# Categorize Accidents Using Sentence Transformer and Linear learner

![Workflow](./inference-pipeline.drawio.png)

In this notebook, we will demonstrate categorizing accidents using sentence transformer and a simple classifier. 

First, we fine tune pretrained `bert-base-uncased` model from `HuggingFace Library` in an unsupervised fashion, on `Industrial labor accident data`. The objective is to find the similar accident reports based on the description of the incident using `bert-base-uncased`. 

Second, we train an linear learner classification model using incident features and similar incidents' features.

At the end, we deploy an inference pipeline which takes an incident report as input and predict the accident type.

## Setup
Update sagemaker package and restart the kernel. 

In [None]:
!pip install -U sagemaker -q
# !pip install sentence_transformers -q
# !pip install ipywidgets

In [None]:
import sagemaker
sagemaker.__version__

In [None]:
import boto3, os, sagemaker
import json

sess = sagemaker.Session()
bucket = sess.default_bucket() 
prefix = 'sentencetransformer/input'
role = sagemaker.get_execution_role()

## Dataset

Download the dataset from: https://www.kaggle.com/ihmstefanini/industrial-safety-and-health-analytics-database and upload the downloaded csv file to the notebook. 

The database is basically records of accidents from 12 different plants in 03 different countries which every line in the data is an occurrence of an accident.

**Columns description**
- Data: timestamp or time/date information
- Countries: which country the accident occurred (anonymized)
- Local: the city where the manufacturing plant is located (anonymized)
- Industry sector: which sector the plant belongs to
- Accident level: from I to VI, it registers how severe was the accident (I means not severe but VI means very severe)
- Potential Accident Level: Depending on the Accident Level, the database also registers how severe the accident could have been (due to other factors involved in the accident)
- Genre: if the person is male of female
- Employee or Third Party: if the injured person is an employee or a third party
- Critical Risk: some description of the risk involved in the accident
- Description: Detailed description of how the accident happened.

In [None]:
import pandas as pd
df_data = pd.read_csv('IHMStefanini_industrial_safety_and_health_database_with_accidents_description.csv', index_col=0)

In [None]:
df_data.head()

In [None]:
df_data['Industry Sector'].hist()

In [None]:
df_data['Genre'].hist()

### Upload data to s3

In [None]:
boto3.Session().resource('s3').Bucket(bucket).Object(os.path.join(prefix, 'train.csv')).upload_file('IHMStefanini_industrial_safety_and_health_database_with_accidents_description.csv')
training_input_path = "s3://{}/{}/train.csv".format(bucket,prefix)
training_input_path

## Fine Tuning Sentence Transformer on your Dataset

### Setting hyper-parameters

In [None]:
from sagemaker.huggingface import HuggingFace

# hyperparameters, which are passed into the training job
hyperparameters={'epochs': 1,
                 'train_batch_size': 8,
                 'model_name':'bert-base-uncased'
                 }

The training script is very similar to a training script you might run outside of SageMaker, but you can access useful properties about the training environment through various environment variables, including the following:

- **SM_MODEL_DIR**: A string that represents the path where the training job writes the model artifacts to. After training, artifacts in this directory are uploaded to S3 for model hosting. SM_MODEL_DIR is always set to /opt/ml/model.

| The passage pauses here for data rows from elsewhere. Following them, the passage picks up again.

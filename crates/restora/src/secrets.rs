//! API key resolution.
//!
//! A key may be given inline, as a file path (container secrets), or as the
//! name of an environment variable. The first non-empty source wins, in that
//! order.

use std::fs;
use std::path::PathBuf;

use secrecy::SecretString;

/// Environment variable consulted when the config names none.
pub const DEFAULT_API_KEY_ENV_VAR: &str = "RESTORA_API_KEY";

#[derive(Debug, thiserror::Error)]
pub enum SecretError {
    #[error("No secret source provided (need one of: direct value, file path, or env var name)")]
    NoSourceProvided,

    #[error("Failed to read secret from file '{path}': {source}")]
    FileReadError {
        path: String,
        #[source]
        source: std::io::Error,
    },

    #[error("Environment variable '{name}' not set")]
    EnvVarNotSet { name: String },

    #[error("Environment variable '{name}' contains invalid UTF-8")]
    EnvVarNotUnicode { name: String },
}

pub type Result<T> = std::result::Result<T, SecretError>;

fn non_empty(value: Option<&str>) -> Option<&str> {
    value.filter(|s| !s.is_empty())
}

/// Resolves a secret from the first configured source.
pub fn resolve_secret(
    direct: Option<&str>,
    file_path: Option<&str>,
    env_var: Option<&str>,
) -> Result<SecretString> {
    if let Some(value) = non_empty(direct) {
        return Ok(SecretString::from(value.to_string()));
    }

    if let Some(path) = non_empty(file_path) {
        let expanded = expand_home(path);
        let content = fs::read_to_string(&expanded).map_err(|e| SecretError::FileReadError {
            path: expanded.to_string_lossy().into_owned(),
            source: e,
        })?;
        return Ok(SecretString::from(content.trim().to_string()));
    }

    if let Some(name) = non_empty(env_var) {
        return match std::env::var(name) {
            Ok(value) => Ok(SecretString::from(value.trim().to_string())),
            Err(std::env::VarError::NotPresent) => Err(SecretError::EnvVarNotSet {
                name: name.to_string(),
            }),
            Err(std::env::VarError::NotUnicode(_)) => Err(SecretError::EnvVarNotUnicode {
                name: name.to_string(),
            }),
        };
    }

    Err(SecretError::NoSourceProvided)
}

/// Like [`resolve_secret`], but no configured source yields `None`.
pub fn resolve_secret_optional(
    direct: Option<&str>,
    file_path: Option<&str>,
    env_var: Option<&str>,
) -> Result<Option<SecretString>> {
    match resolve_secret(direct, file_path, env_var) {
        Ok(secret) => Ok(Some(secret)),
        Err(SecretError::NoSourceProvided) => Ok(None),
        Err(e) => Err(e),
    }
}

/// Expands a leading `~` or `~/` to the home directory. `~user` is not
/// supported.
pub fn expand_home(path: &str) -> PathBuf {
    let rest = match path.strip_prefix('~') {
        Some("") => Some(""),
        Some(rest) if rest.starts_with('/') => Some(&rest[1..]),
        _ => None,
    };
    match (rest, dirs::home_dir()) {
        (Some(""), Some(home)) => home,
        (Some(rest), Some(home)) => home.join(rest),
        _ => PathBuf::from(path),
    }
}

#[cfg(test)]
mod tests {
    use super::*;
    use secrecy::ExposeSecret;
    use serial_test::serial;
    use std::io::Write;

    #[test]
    #[serial]
    fn test_direct_value_wins() {
        std::env::set_var("RESTORA_TEST_KEY", "from-env");
        let secret = resolve_secret(Some("inline"), None, Some("RESTORA_TEST_KEY")).unwrap();
        assert_eq!(secret.expose_secret(), "inline");
        std::env::remove_var("RESTORA_TEST_KEY");
    }

    #[test]
    #[serial]
    fn test_file_before_env() {
        let mut file = tempfile::NamedTempFile::new().unwrap();
        writeln!(file, "  from-file  ").unwrap();
        std::env::set_var("RESTORA_TEST_KEY", "from-env");

        let path = file.path().to_str().unwrap();
        let secret = resolve_secret(None, Some(path), Some("RESTORA_TEST_KEY")).unwrap();
        assert_eq!(secret.expose_secret(), "from-file");
        std::env::remove_var("RESTORA_TEST_KEY");
    }

    #[test]
    #[serial]
    fn test_env_fallback_and_empty_strings() {
        std::env::set_var("RESTORA_TEST_KEY", "from-env\n");
        let secret = resolve_secret(Some(""), Some(""), Some("RESTORA_TEST_KEY")).unwrap();
        assert_eq!(secret.expose_secret(), "from-env");
        std::env::remove_var("RESTORA_TEST_KEY");
    }

    #[test]
    #[serial]
    fn test_missing_env_var() {
        std::env::remove_var("RESTORA_TEST_MISSING");
        let err = resolve_secret(None, None, Some("RESTORA_TEST_MISSING")).unwrap_err();
        assert!(matches!(err, SecretError::EnvVarNotSet { .. }));
    }

    #[test]
    fn test_missing_file() {
        let err = resolve_secret(None, Some("/nonexistent/restora/key"), None).unwrap_err();
        assert!(matches!(err, SecretError::FileReadError { .. }));
    }

    #[test]
    fn test_optional_without_sources() {
        assert!(resolve_secret_optional(None, None, None).unwrap().is_none());
        assert!(matches!(
            resolve_secret(None, None, None).unwrap_err(),
            SecretError::NoSourceProvided
        ));
    }

    #[test]
    fn test_expand_home() {
        let home = dirs::home_dir().unwrap();
        assert_eq!(expand_home("~"), home);
        assert_eq!(expand_home("~/a/b"), home.join("a/b"));
        assert_eq!(expand_home("/abs/path"), PathBuf::from("/abs/path"));
        assert_eq!(expand_home("~alice/x"), PathBuf::from("~alice/x"));
    }
}
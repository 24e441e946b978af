//! JSON-valued key store with change notification.

use serde::de::DeserializeOwned;
use serde::Serialize;

use crate::broadcast::{ChangeBus, StorageEvent};
use crate::db::{kv_repo, Database, DatabaseError};

/// Persisted named values shared by every component of a session.
///
/// Values are JSON documents. A value that fails to parse is reported as
/// absent (and logged), never as an error: a corrupted list must not take the
/// client down. Every write publishes a [`StorageEvent`].
#[derive(Clone)]
pub struct KvStore {
    db: Database,
    events: ChangeBus<StorageEvent>,
}

impl KvStore {
    /// Clones share one change bus, so every component built from the same
    /// store sees the others' writes.
    pub fn new(db: Database) -> Self {
        Self {
            db,
            events: ChangeBus::default(),
        }
    }

    pub fn database(&self) -> &Database {
        &self.db
    }

    /// Subscribes to storage-change notifications.
    pub fn subscribe(&self) -> tokio::sync::broadcast::Receiver<StorageEvent> {
        self.events.subscribe()
    }

    /// Reads and decodes `key`. Missing and malformed values both yield `None`.
    pub fn get_json<T: DeserializeOwned>(&self, key: &str) -> Result<Option<T>, DatabaseError> {
        let raw = kv_repo::get(&self.db, key)?;
        Ok(raw.and_then(|s| decode(key, &s)))
    }

    /// Encodes and writes `value` under `key`.
    pub fn set_json<T: Serialize>(
        &self,
        key: &str,
        value: &T,
        origin: Option<&str>,
    ) -> Result<(), DatabaseError> {
        let encoded = serde_json::to_string(value).map_err(|e| DatabaseError::Encode {
            key: key.to_string(),
            source: e,
        })?;
        kv_repo::set(&self.db, key, &encoded)?;
        self.notify(key, origin);
        Ok(())
    }

    /// Atomic read-modify-write of a JSON value.
    ///
    /// `f` sees the decoded current value (`T::default()` when missing or
    /// malformed) and returns whether it changed anything plus a result for
    /// the caller. The value is written, and a change published, only when
    /// `f` reports a change.
    pub fn update_json<T, R, F>(&self, key: &str, origin: Option<&str>, f: F) -> Result<R, DatabaseError>
    where
        T: DeserializeOwned + Serialize + Default,
        F: FnOnce(&mut T) -> (bool, R),
    {
        let mut encode_error = None;
        let (changed, result) = kv_repo::update(&self.db, key, |current| {
            let mut value: T = current
                .as_deref()
                .and_then(|s| decode(key, s))
                .unwrap_or_default();
            let (changed, result) = f(&mut value);
            if !changed {
                return (None, (false, result));
            }
            match serde_json::to_string(&value) {
                Ok(encoded) => (Some(encoded), (true, result)),
                Err(e) => {
                    encode_error = Some(e);
                    (None, (false, result))
                }
            }
        })?;

        if let Some(e) = encode_error {
            return Err(DatabaseError::Encode {
                key: key.to_string(),
                source: e,
            });
        }
        if changed {
            self.notify(key, origin);
        }
        Ok(result)
    }

    /// Removes `key`.
    pub fn remove(&self, key: &str, origin: Option<&str>) -> Result<bool, DatabaseError> {
        let removed = kv_repo::delete(&self.db, key)?;
        if removed {
            self.notify(key, origin);
        }
        Ok(removed)
    }

    fn notify(&self, key: &str, origin: Option<&str>) {
        self.events.send(StorageEvent {
            key: key.to_string(),
            origin: origin.map(str::to_string),
        });
    }
}

fn decode<T: DeserializeOwned>(key: &str, raw: &str) -> Option<T> {
    match serde_json::from_str(raw) {
        Ok(value) => Some(value),
        Err(e) => {
            log::warn!("Ignoring malformed value stored under '{}': {}", key, e);
            None
        }
    }
}
use std::path::PathBuf;

use chrono::Duration;
use secrecy::SecretString;
use serde::{Deserialize, Serialize};

use crate::db::default_database_path;
use crate::history::{
    ReconcilerSettings, DEFAULT_PAGE_SIZE, DEFAULT_RETENTION_HOURS, MAX_RETENTION_HOURS,
};
use crate::secrets::{expand_home, resolve_secret_optional, SecretError, DEFAULT_API_KEY_ENV_VAR};

#[derive(Debug, Clone, Serialize, Deserialize)]
#[serde(rename_all = "camelCase")]
pub struct ClientConfig {
    pub version: String,
    pub api: ApiConfig,
    #[serde(default)]
    pub history: HistoryConfig,
    #[serde(default)]
    pub cache: CacheConfig,
    #[serde(default)]
    pub logging: LoggingConfig,
}

#[derive(Debug, Clone, Serialize, Deserialize)]
#[serde(rename_all = "camelCase")]
pub struct ApiConfig {
    pub base_url: String,
    #[serde(default, skip_serializing_if = "Option::is_none")]
    pub api_key: Option<String>,
    #[serde(default, skip_serializing_if = "Option::is_none")]
    pub api_key_file: Option<String>,
    #[serde(default, skip_serializing_if = "Option::is_none")]
    pub api_key_env_var: Option<String>,
    #[serde(default = "default_timeout_secs")]
    pub timeout_secs: u64,
}

fn default_timeout_secs() -> u64 {
    30
}

impl ApiConfig {
    /// Resolves the API key. With no source configured, `RESTORA_API_KEY` is
    /// consulted and its absence is not an error.
    pub fn resolve_api_key(&self) -> Result<Option<SecretString>, SecretError> {
        let explicit = self.api_key.is_some() || self.api_key_file.is_some() || self.api_key_env_var.is_some();
        if explicit {
            return resolve_secret_optional(
                self.api_key.as_deref(),
                self.api_key_file.as_deref(),
                self.api_key_env_var.as_deref(),
            );
        }
        match resolve_secret_optional(None, None, Some(DEFAULT_API_KEY_ENV_VAR)) {
            Err(SecretError::EnvVarNotSet { .. }) => Ok(None),
            other => other,
        }
    }

    pub fn timeout(&self) -> std::time::Duration {
        std::time::Duration::from_secs(self.timeout_secs)
    }
}

#[derive(Debug, Clone, Serialize, Deserialize)]
#[serde(rename_all = "camelCase")]
pub struct HistoryConfig {
    #[serde(default = "default_page_size")]
    pub page_size: u32,
    #[serde(default = "default_retention_hours")]
    pub retention_hours: i64,
    /// Models whose jobs belong to this client. Empty accepts all.
    #[serde(default)]
    pub model_ids: Vec<String>,
}

fn default_page_size() -> u32 {
    DEFAULT_PAGE_SIZE
}

fn default_retention_hours() -> i64 {
    DEFAULT_RETENTION_HOURS
}

impl Default for HistoryConfig {
    fn default() -> Self {
        Self {
            page_size: default_page_size(),
            retention_hours: default_retention_hours(),
            model_ids: Vec::new(),
        }
    }
}

impl HistoryConfig {
    pub fn settings(&self) -> ReconcilerSettings {
        ReconcilerSettings {
            page_size: self.page_size,
            retention: Duration::hours(self.retention_hours.clamp(0, MAX_RETENTION_HOURS)),
        }
    }
}

#[derive(Debug, Clone, Serialize, Deserialize)]
#[serde(rename_all = "camelCase")]
pub struct CacheConfig {
    /// Defaults to `~/.restora/data/restora.db`.
    #[serde(default, skip_serializing_if = "Option::is_none")]
    pub database_path: Option<String>,
    /// Same-origin proxy used by the fallback download path.
    #[serde(default, skip_serializing_if = "Option::is_none")]
    pub image_proxy_url: Option<String>,
    #[serde(default = "default_download_timeout_secs")]
    pub download_timeout_secs: u64,
}

fn default_download_timeout_secs() -> u64 {
    60
}

impl Default for CacheConfig {
    fn default() -> Self {
        Self {
            database_path: None,
            image_proxy_url: None,
            download_timeout_secs: default_download_timeout_secs(),
        }
    }
}

impl CacheConfig {
    pub fn resolved_database_path(&self) -> Option<PathBuf> {
        match self.database_path.as_deref() {
            Some(path) if !path.is_empty() => Some(expand_home(path)),
            _ => default_database_path(),
        }
    }

    pub fn download_timeout(&self) -> std::time::Duration {
        std::time::Duration::from_secs(self.download_timeout_secs)
    }
}

#[derive(Debug, Clone, Copy, PartialEq, Eq, Default, Serialize, Deserialize)]
#[serde(rename_all = "lowercase")]
pub enum LogFormat {
    #[default]
    Pretty,
    Json,
}

#[derive(Debug, Clone, Serialize, Deserialize)]
#[serde(rename_all = "camelCase")]
pub struct LoggingConfig {
    /// `EnvFilter` directive, overridden by `RUST_LOG`.
    #[serde(default = "default_level")]
    pub level: String,
    #[serde(default)]
    pub format: LogFormat,
}

fn default_level() -> String {
    "info".to_string()
}

impl Default for LoggingConfig {
    fn default() -> Self {
        Self {
            level: default_level(),
            format: LogFormat::default(),
        }
    }
}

- **SM_NUM_GPUS**: An integer representing the number of GPUs available to the host.

- **SM_CHANNEL_XXXX**: A string that represents the path to the directory that contains the input data for the specified channel. For example, if you specify two input channels in the HuggingFace estimator’s fit call, named train and test, the environment variables SM_CHANNEL_TRAIN and SM_CHANNEL_TEST are set.

You can find a full list of the exposed environment variables [here](#https://github.com/aws/sagemaker-training-toolkit/blob/master/ENVIRONMENT_VARIABLES.md).

Later we define hyperparameters in the HuggingFace Estimator, which are passed in as named arguments and and can be processed with the [ArgumentParser()](#https://huggingface.co/docs/sagemaker/train#create-an-huggingface-estimator).

In [None]:
!pygmentize ./code/unsupervised.py

In [None]:
huggingface_estimator = HuggingFace(entry_point='unsupervised.py',
                            source_dir='./code',
                            instance_type='ml.p3.2xlarge', # GPU supported by Hugging Face
                            instance_count=1,
                            role=role,
                            transformers_version='4.6',
                            pytorch_version='1.7',
                            py_version='py36',
                            hyperparameters = hyperparameters)

In [None]:
# starting the train job with our uploaded datasets as input
huggingface_estimator.fit({'train': training_input_path})

In [None]:
huggingface_estimator.model_data

## Deploy Fine-tuned Sentence Transformer

We will deploy the `Sentence Transformer` model using `SageMaker HuggingFaceModel` object with `inference.py` script as an entrypoint. 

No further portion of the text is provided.